ツイートの感情を判定するSMILEの仕組み
――SMILEの仕組みは、どのようになっているか教えてください。
武村:SMILEは、AWS上で作っています。ワークフローとして、AWS Step Functionsを使用し、データベースはAmazon Athena、感情分析はGoogle Natural Language APIを使用しています。これらの結果をソニー・ミュージックソリューションズさん内のTableauダッシュボードで結果が見られる仕組みです。分析をしたい時に、任意の期間で分析できるようにしています。
私はコストをかけるのであれば、その分リターンが得られないとダメだというポリシーを持っています。全体のアーキテクチャとして、サーバレスのサービスを中心にしているので、使わない時にはコストがかからず、維持費をとても安く抑えることができます。
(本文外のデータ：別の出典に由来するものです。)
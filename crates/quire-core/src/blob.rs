//! Encoded JSON fields.
//!
//! Column lists, page properties, and widget lists are stored as JSON text.
//! Writes keep whatever text the caller sent; reads decode leniently, so a
//! malformed blob degrades to an empty value instead of failing the request.
//! Edits that write a blob back decode it strictly.

use serde::de::{self, DeserializeOwned, Deserializer};
use serde::{Deserialize, Serialize};
use serde_json::Value as JsonValue;
use tracing::warn;

use crate::error::{Error, Result};
use crate::models::Properties;

/// A blob field as it arrives in a request body.
///
/// Clients may send either the encoded text (`"[{\"id\":\"status\"}]"`) or the
/// structured value itself. Both are stored as text.
#[derive(Debug, Clone, PartialEq, Serialize, Deserialize)]
#[serde(untagged)]
pub enum BlobInput {
    Encoded(String),
    Structured(JsonValue),
}

impl BlobInput {
    /// The text form that gets stored.
    pub fn into_text(self) -> String {
        match self {
            BlobInput::Encoded(s) => s,
            BlobInput::Structured(v) => v.to_string(),
        }
    }
}

impl From<JsonValue> for BlobInput {
    fn from(v: JsonValue) -> Self {
        BlobInput::Structured(v)
    }
}

/// Decode a stored blob, falling back to `T::default()` when it is empty or
/// does not parse.
pub fn decode_or_default<T>(raw: &str, field: &'static str) -> T
where
    T: DeserializeOwned + Default,
{
    if raw.trim().is_empty() {
        return T::default();
    }
    match serde_json::from_str(raw) {
        Ok(v) => v,
        Err(e) => {
            warn!(
                subsystem = crate::logging::SUBSYSTEM_CORE,
                component = "blob",
                field,
                error = %e,
                "Stored blob failed to decode, using empty value"
            );
            T::default()
        }
    }
}

/// Decode a stored blob that is about to be edited and written back.
///
/// Empty text is `T::default()`; text that does not parse is an error, so the
/// stored value is never replaced by an edit of the fallback.
pub fn decode_for_edit<T>(raw: &str, field: &'static str) -> Result<T>
where
    T: DeserializeOwned + Default,
{
    if raw.trim().is_empty() {
        return Ok(T::default());
    }
    serde_json::from_str(raw).map_err(|e| {
        Error::InvalidInput(format!(
            "Stored {} could not be decoded, replace it before editing: {}",
            field, e
        ))
    })
}

/// Decode a properties blob. Anything that is not a JSON object is empty.
pub fn decode_properties(raw: &str) -> Properties {
    match decode_or_default::<JsonValue>(raw, "properties") {
        JsonValue::Object(map) => map,
        JsonValue::Null => Properties::new(),
        other => {
            warn!(
                subsystem = crate::logging::SUBSYSTEM_CORE,
                component = "blob",
                field = "properties",
                kind = json_kind(&other),
                "Properties blob is not an object, using empty value"
            );
            Properties::new()
        }
    }
}

/// Render a property value the way it is displayed and compared.
///
/// Strings are used verbatim; numbers and booleans use their JSON text;
/// null and containers render as empty.
pub fn property_text(value: Option<&JsonValue>) -> String {
    match value {
        Some(JsonValue::String(s)) => s.clone(),
        Some(JsonValue::Number(n)) => n.to_string(),
        Some(JsonValue::Bool(b)) => b.to_string(),
        _ => String::new(),
    }
}

fn json_kind(v: &JsonValue) -> &'static str {
    match v {
        JsonValue::Null => "null",
        JsonValue::Bool(_) => "bool",
        JsonValue::Number(_) => "number",
        JsonValue::String(_) => "string",
        JsonValue::Array(_) => "array",
        JsonValue::Object(_) => "object",
    }
}

// =============================================================================
// SERDE HELPERS
// =============================================================================

/// Accept `true`/`false`, `0`/`1` (any number, nonzero is true), or the
/// strings `"true"`/`"false"`/`"1"`/`"0"`. `null` reads as false.
pub fn lenient_bool<'de, D>(deserializer: D) -> std::result::Result<bool, D::Error>
where
    D: Deserializer<'de>,
{
    let value = JsonValue::deserialize(deserializer)?;
    if value.is_null() {
        return Ok(false);
    }
    bool_from_json(&value).ok_or_else(|| de::Error::custom(format!("expected boolean, got {}", value)))
}

/// Optional form of [`lenient_bool`]; `null` reads as absent.
pub fn lenient_opt_bool<'de, D>(deserializer: D) -> std::result::Result<Option<bool>, D::Error>
where
    D: Deserializer<'de>,
{
    let value = Option::<JsonValue>::deserialize(deserializer)?;
    match value {
        None | Some(JsonValue::Null) => Ok(None),
        Some(v) => bool_from_json(&v)
            .map(Some)
            .ok_or_else(|| de::Error::custom(format!("expected boolean, got {}", v))),
    }
}

fn bool_from_json(value: &JsonValue) -> Option<bool> {
    match value {
        JsonValue::Bool(b) => Some(*b),
        JsonValue::Number(n) => n.as_f64().map(|f| f != 0.0),
        JsonValue::String(s) => match s.as_str() {
            "true" | "1" => Some(true),
            "false" | "0" => Some(false),
            _ => None,
        },
        _ => None,
    }
}

/// Distinguish an omitted field (`None`) from an explicit `null`
/// (`Some(None)`). Use with `#[serde(default)]`.
pub fn double_option<'de, T, D>(deserializer: D) -> std::result::Result<Option<Option<T>>, D::Error>
where
    T: Deserialize<'de>,
    D: Deserializer<'de>,
{
    Option::<T>::deserialize(deserializer).map(Some)
}

#[cfg(test)]
mod tests {
    use super::*;
    use serde_json::json;

    #[derive(Debug, Deserialize)]
    struct Flags {
        #[serde(deserialize_with = "lenient_bool")]
        required: bool,
        #[serde(default, deserialize_with = "lenient_opt_bool")]
        optional: Option<bool>,
        #[serde(default, deserialize_with = "double_option")]
        parent: Option<Option<String>>,
    }

    #[test]
    fn test_blob_input_accepts_text_and_structure() {
        let encoded: BlobInput = serde_json::from_value(json!("[1,2]")).unwrap();
        assert_eq!(encoded.into_text(), "[1,2]");

        let structured: BlobInput = serde_json::from_value(json!([1, 2])).unwrap();
        assert_eq!(structured.into_text(), "[1,2]");
    }

    #[test]
    fn test_decode_or_default_malformed_is_empty() {
        let v: Vec<String> = decode_or_default("{not json", "columns");
        assert!(v.is_empty());
        let v: Vec<String> = decode_or_default("", "columns");
        assert!(v.is_empty());
        let v: Vec<String> = decode_or_default(r#"["a"]"#, "columns");
        assert_eq!(v, vec!["a"]);
    }

    #[test]
    fn test_decode_for_edit_rejects_malformed() {
        let err = decode_for_edit::<Vec<String>>("{not json", "columns").unwrap_err();
        assert!(matches!(err, Error::InvalidInput(msg) if msg.contains("columns")));

        let v: Vec<String> = decode_for_edit("  ", "columns").unwrap();
        assert!(v.is_empty());
        let v: Vec<String> = decode_for_edit(r#"["a"]"#, "columns").unwrap();
        assert_eq!(v, vec!["a"]);
    }

    #[test]
    fn test_decode_properties_non_object() {
        assert!(decode_properties("[]").is_empty());
        assert!(decode_properties("null").is_empty());
        assert!(decode_properties("garbage").is_empty());
        let props = decode_properties(r#"{"status":"Done"}"#);
        assert_eq!(props.get("status"), Some(&json!("Done")));
    }

    #[test]
    fn test_property_text() {
        assert_eq!(property_text(Some(&json!("Todo"))), "Todo");
        assert_eq!(property_text(Some(&json!(3))), "3");
        assert_eq!(property_text(Some(&json!(true))), "true");
        assert_eq!(property_text(Some(&JsonValue::Null)), "");
        assert_eq!(property_text(None), "");
    }

    #[test]
    fn test_lenient_bool_forms() {
        let f: Flags = serde_json::from_value(json!({"required": 1})).unwrap();
        assert!(f.required);
        assert_eq!(f.optional, None);

        let f: Flags = serde_json::from_value(json!({"required": 0, "optional": true})).unwrap();
        assert!(!f.required);
        assert_eq!(f.optional, Some(true));

        let f: Flags = serde_json::from_value(json!({"required": "false", "optional": null})).unwrap();
        assert!(!f.required);
        assert_eq!(f.optional, None);

        assert!(serde_json::from_value::<Flags>(json!({"required": "maybe"})).is_err());
    }

    #[test]
    fn test_double_option_distinguishes_null() {
        let f: Flags = serde_json::from_value(json!({"required": true})).unwrap();
        assert_eq!(f.parent, None);

        let f: Flags = serde_json::from_value(json!({"required": true, "parent": null})).unwrap();
        assert_eq!(f.parent, Some(None));

        let f: Flags = serde_json::from_value(json!({"required": true, "parent": "p1"})).unwrap();
        assert_eq!(f.parent, Some(Some("p1".to_string())));
    }
}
APIの利用料を含めても月額3万円ほどです。
――感情分析はどのようなロジックになっているのでしょうか。
村山:まず、検索キーワードに応じて収集したTwitterの口コミをポジティブな内容なのかネガティブな内容なのか判定します。さらにポジティブやネガティブの中でも重要度を、-0.9から0.9まで、0.1刻みで数値化してスコアリングしていきます。それにより、ポジティブなツイートの中でも、ポジティブ度が高いか低いかといったところを判断していきます。
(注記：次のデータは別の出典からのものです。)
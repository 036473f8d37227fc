//! OpenAI-compatible backend against a mock HTTP server.

use std::sync::Arc;
use std::time::Duration;

use quire_inference::openai::{OpenAICompatBackend, OpenAICompatConfig};
use quire_inference::{AssistAction, AssistCoordinator, AssistRequest, Error, GenerationBackend};
use serde_json::json;
use wiremock::matchers::{body_partial_json, header, method, path};
use wiremock::{Mock, MockServer, ResponseTemplate};

fn backend(server: &MockServer, api_key: Option<&str>) -> OpenAICompatBackend {
    OpenAICompatBackend::new(OpenAICompatConfig {
        base_url: server.uri(),
        api_key: api_key.map(str::to_string),
        model: "test-gen".to_string(),
        timeout_seconds: 5,
    })
    .expect("Failed to create backend")
}

fn chat_response(content: &str) -> serde_json::Value {
    json!({
        "id": "chatcmpl-123",
        "choices": [{
            "index": 0,
            "message": {"role": "assistant", "content": content},
            "finish_reason": "stop"
        }]
    })
}

#[tokio::test]
async fn test_generation_sends_bearer_and_messages() {
    let server = MockServer::start().await;

    Mock::given(method("POST"))
        .and(path("/chat/completions"))
        .and(header("Authorization", "Bearer test-key"))
        .and(body_partial_json(json!({
            "model": "test-gen",
            "messages": [
                {"role": "system", "content": "Be brief."},
                {"role": "user", "content": "Hello"}
            ]
        })))
        .respond_with(ResponseTemplate::new(200).set_body_json(chat_response("Hi!")))
        .expect(1)
        .mount(&server)
        .await;

    let text = backend(&server, Some("test-key"))
        .generate_with_system("Be brief.", "Hello")
        .await
        .unwrap();
    assert_eq!(text, "Hi!");
}

#[tokio::test]
async fn test_error_status_maps_to_inference_error() {
    let server = MockServer::start().await;

    Mock::given(method("POST"))
        .and(path("/chat/completions"))
        .respond_with(ResponseTemplate::new(429).set_body_json(json!({
            "error": {"code": 429, "message": "Quota exceeded", "status": "RESOURCE_EXHAUSTED"}
        })))
        .mount(&server)
        .await;

    let err = backend(&server, None).generate("Hello").await.unwrap_err();
    match err {
        Error::Inference(msg) => {
            assert!(msg.contains("429"));
            assert!(msg.contains("Quota exceeded"));
        }
        other => panic!("expected inference error, got {:?}", other),
    }
}

#[tokio::test]
async fn test_unreadable_body_is_inference_error() {
    let server = MockServer::start().await;

    Mock::given(method("POST"))
        .and(path("/chat/completions"))
        .respond_with(ResponseTemplate::new(200).set_body_string("not json"))
        .mount(&server)
        .await;

    assert!(matches!(
        backend(&server, None).generate("Hello").await,
        Err(Error::Inference(_))
    ));
}

#[tokio::test]
async fn test_assist_over_http_falls_back_on_server_error() {
    let server = MockServer::start().await;

    Mock::given(method("POST"))
        .and(path("/chat/completions"))
        .respond_with(ResponseTemplate::new(500))
        .mount(&server)
        .await;

    let assist = AssistCoordinator::new(Arc::new(backend(&server, None)), Duration::from_secs(5));
    let outcome = assist
        .run(&AssistRequest::new(AssistAction::FixGrammar, "teh draft"))
        .await
        .unwrap();
    assert!(outcome.fallback);
    assert_eq!(outcome.text, "teh draft");
    assert_eq!(outcome.model, "test-gen");
}

#[tokio::test]
async fn test_assist_over_http_strips_fence() {
    let server = MockServer::start().await;

    Mock::given(method("POST"))
        .and(path("/chat/completions"))
        .respond_with(
            ResponseTemplate::new(200).set_body_json(chat_response("```\nThe fixed draft.\n```")),
        )
        .mount(&server)
        .await;

    let assist = AssistCoordinator::new(Arc::new(backend(&server, None)), Duration::from_secs(5));
    let outcome = assist
        .run(&AssistRequest::new(AssistAction::FixGrammar, "teh draft"))
        .await
        .unwrap();
    assert!(!outcome.fallback);
    assert_eq!(outcome.text, "The fixed draft.");
}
武村:Google Natural Language APIは、キーワード単位のポジティブ/ネガティブの分析ができます。SMILEでは、これを利用してキーワードの出現回数に応じて重要度も判定しています。
このキーワードがポジティブなツイートの中でたくさん出てくるとなったら、重要度としてはとても高くなります。逆にネガティブなツイートの中でたくさん使われていたら、ネガティブな中での重要度が高いということです。こうして様々な条件を掛け合わせて、重要度のロジックを作っています。
さらに「人に近づく」ためのデータ活用を
――最後に、みなさんの今後の展望についてお聞かせください。
髙橋:音楽以外のジャンルでも、今までやってきたことをさらに加速し実証できる機会がありそうなので、今後も引き続きデータの統合をやっていきたいと考えています。
先日DACの方とお話をした時に、テレビのデータと掛け合わせて、オフィシャルサイトに来たお客様が、視聴率によってどんな購買行動をしているのかというのも見られるというのを聞きました。自社内のデータベースを整えるのも大事ですが、そうやって他のプラットフォームとつなげて拡張していくことも取り組みたいですね。
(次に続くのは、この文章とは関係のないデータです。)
//! Substring search across record kinds.

use quire_db::test_fixtures::{TestDataBuilder, TestStore};
use quire_db::{
    CreateDashboardRequest, CreatePageRequest, DashboardRepository, PageRepository,
    SearchProvider,
};

#[tokio::test]
async fn test_blank_query_returns_empty_groups() {
    let test = TestStore::seeded().await;
    for q in ["", "   "] {
        let results = test.store.search.search(q).await.unwrap();
        assert!(results.is_empty());
    }
    let json = serde_json::to_value(test.store.search.search("").await.unwrap()).unwrap();
    assert_eq!(
        json,
        serde_json::json!({"databases": [], "pages": [], "dashboards": []})
    );
}

#[tokio::test]
async fn test_no_match_returns_empty_groups() {
    let test = TestStore::seeded().await;
    let results = test.store.search.search("zebra crossing").await.unwrap();
    assert!(results.is_empty());
}

#[tokio::test]
async fn test_search_is_case_insensitive() {
    let test = TestStore::seeded().await;
    let results = test.store.search.search("DESIGN").await.unwrap();

    let db_names: Vec<_> = results.databases.iter().map(|d| d.name.as_str()).collect();
    assert_eq!(db_names, vec!["Design Project"]);
    // Title match and content match, in storage order.
    let page_ids: Vec<_> = results.pages.iter().map(|p| p.id.as_str()).collect();
    assert_eq!(page_ids, vec!["tpl-2", "2"]);
    assert!(results.dashboards.is_empty());
}

#[tokio::test]
async fn test_search_matches_dashboard_names() {
    let test = TestStore::seeded().await;
    let results = test.store.search.search("home").await.unwrap();
    assert_eq!(results.dashboards.len(), 1);
    assert_eq!(results.dashboards[0].id, "dash-1");
}

#[tokio::test]
async fn test_wildcards_match_literally() {
    let test = TestStore::new().await;
    TestDataBuilder::new(&test.store)
        .with_database("Metrics")
        .await
        .with_page("Growth 50% up", None, None)
        .await
        .with_page("Growth 500 up", None, None)
        .await;
    test.store
        .pages
        .create(CreatePageRequest {
            content: Some("snake_case naming".into()),
            ..Default::default()
        })
        .await
        .unwrap();
    test.store
        .dashboards
        .create(CreateDashboardRequest {
            name: Some("snakeXcase".into()),
            widgets: None,
        })
        .await
        .unwrap();

    let results = test.store.search.search("50%").await.unwrap();
    assert_eq!(results.pages.len(), 1);
    assert_eq!(results.pages[0].title, "Growth 50% up");

    let results = test.store.search.search("snake_case").await.unwrap();
    assert_eq!(results.pages.len(), 1);
    assert!(results.dashboards.is_empty());
}

#[tokio::test]
async fn test_search_folds_non_ascii_case() {
    let test = TestStore::new().await;
    TestDataBuilder::new(&test.store)
        .with_page("Über Notes", None, None)
        .await
        .with_page("Ångström units", None, None)
        .await;
    test.store
        .dashboards
        .create(CreateDashboardRequest {
            name: Some("ÉQUIPE".into()),
            widgets: None,
        })
        .await
        .unwrap();

    let results = test.store.search.search("über").await.unwrap();
    let titles: Vec<_> = results.pages.iter().map(|p| p.title.as_str()).collect();
    assert_eq!(titles, vec!["Über Notes"]);

    let results = test.store.search.search("ÅNGSTRÖM").await.unwrap();
    assert_eq!(results.pages.len(), 1);

    let results = test.store.search.search("équipe").await.unwrap();
    assert_eq!(results.dashboards.len(), 1);
}
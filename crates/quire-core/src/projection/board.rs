//! Kanban board projection.

use serde::Serialize;

use crate::blob::property_text;
use crate::defaults;
use crate::models::{Column, ColumnType, Page};
use crate::projection::hierarchy::children;

/// The property that drives a board, and its ordered values.
#[derive(Debug, Clone, PartialEq, Serialize)]
#[serde(rename_all = "camelCase")]
pub struct StatusField {
    pub key: String,
    pub statuses: Vec<String>,
}

/// Resolve the status field of a schema.
///
/// The first `select` column named or keyed `status` (case-insensitive name)
/// wins. Without one the key is `status` with the default statuses.
pub fn status_field(columns: &[Column]) -> StatusField {
    let found = columns.iter().find(|c| {
        c.column_type == ColumnType::Select
            && (c.name.to_lowercase() == defaults::STATUS_KEY || c.id == defaults::STATUS_KEY)
    });
    let default_statuses =
        || -> Vec<String> { defaults::STATUSES.iter().map(|s| s.to_string()).collect() };
    match found {
        Some(col) => StatusField {
            key: col.id.clone(),
            statuses: col.options.clone().unwrap_or_else(default_statuses),
        },
        None => StatusField {
            key: defaults::STATUS_KEY.to_string(),
            statuses: default_statuses(),
        },
    }
}

/// One status lane.
#[derive(Debug, Clone, Serialize)]
pub struct BoardColumn<'a> {
    pub status: String,
    pub pages: Vec<&'a Page>,
}

/// Pages grouped into status lanes.
#[derive(Debug, Clone, Serialize)]
#[serde(rename_all = "camelCase")]
pub struct Board<'a> {
    pub status_key: String,
    pub columns: Vec<BoardColumn<'a>>,
}

impl Board<'_> {
    /// Lane for a status, if the board has one.
    pub fn lane(&self, status: &str) -> Option<&BoardColumn<'_>> {
        self.columns.iter().find(|c| c.status == status)
    }
}

/// Group the direct non-template children of `parent_id` by exact status
/// value. Pages whose value matches no lane are left off the board.
pub fn board<'a>(columns: &[Column], pages: &'a [Page], parent_id: Option<&str>) -> Board<'a> {
    let field = status_field(columns);
    let entries = children(pages, parent_id);
    let lanes = field
        .statuses
        .iter()
        .map(|status| BoardColumn {
            status: status.clone(),
            pages: entries
                .iter()
                .copied()
                .filter(|p| property_text(p.property(&field.key)) == *status)
                .collect(),
        })
        .collect();
    Board {
        status_key: field.key,
        columns: lanes,
    }
}

#[cfg(test)]
mod tests {
    use super::*;
    use crate::defaults::default_columns;
    use crate::projection::fixtures::{page, template};

    #[test]
    fn test_status_field_from_default_schema() {
        let field = status_field(&default_columns());
        assert_eq!(field.key, "status");
        assert_eq!(field.statuses, vec!["Todo", "In Progress", "Done"]);
    }

    #[test]
    fn test_status_field_matches_name_case_insensitively() {
        let cols = vec![Column {
            id: "state".into(),
            name: "STATUS".into(),
            column_type: ColumnType::Select,
            options: Some(vec!["Open".into(), "Closed".into()]),
            width: None,
        }];
        let field = status_field(&cols);
        assert_eq!(field.key, "state");
        assert_eq!(field.statuses, vec!["Open", "Closed"]);
    }

    #[test]
    fn test_status_field_ignores_non_select() {
        let cols = vec![Column {
            id: "status".into(),
            name: "Status".into(),
            column_type: ColumnType::Text,
            options: None,
            width: None,
        }];
        let field = status_field(&cols);
        assert_eq!(field.key, "status");
        assert_eq!(field.statuses.len(), 3);
    }

    #[test]
    fn test_board_groups_and_omits_unmatched() {
        let pages = vec![
            page("1", None, Some("Todo")),
            page("2", None, Some("Done")),
            page("3", None, Some("Blocked")),
            page("4", None, None),
            page("5", Some("1"), Some("Todo")),
            template("t", None),
        ];
        let b = board(&default_columns(), &pages, None);
        assert_eq!(b.status_key, "status");
        assert_eq!(b.columns.len(), 3);
        let todo: Vec<_> = b.lane("Todo").unwrap().pages.iter().map(|p| &p.id).collect();
        assert_eq!(todo, vec!["1"]);
        assert!(b.lane("In Progress").unwrap().pages.is_empty());
        assert_eq!(b.lane("Done").unwrap().pages.len(), 1);
        let placed: usize = b.columns.iter().map(|c| c.pages.len()).sum();
        assert_eq!(placed, 2);
    }

    #[test]
    fn test_board_of_sub_tasks() {
        let pages = vec![
            page("1", None, Some("Todo")),
            page("5", Some("1"), Some("Todo")),
        ];
        let b = board(&default_columns(), &pages, Some("1"));
        assert_eq!(b.lane("Todo").unwrap().pages[0].id, "5");
    }
}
村山:弊社ではテレビのデータやサードパーティデータなど、自社で多数のデータを保有しています。そうしたデータを活用しながら、お客様とOne to Oneコミュニケーションを取れるようなマーケティング施策がどんどん広がっていけばいいなと思っています。
武村:弊社は自信を持てるメンバーがそろっているので、インフラはDACさんにお願いしつつ、僕らがおもしろいアプリや良いサービスを髙橋さんたちと一緒に作っていけたらと思っています。
髙橋:ソニーグループ全体の経営方針として「人に近づく」というのを掲げています。そのために、どうやってファンの人たちに近づき深く知るかというためには、やるべきことがたくさんあります。1つひとつクリアにしていくことで人の温度が感じられるデータを集め、事業に活かしていきたいと考えています。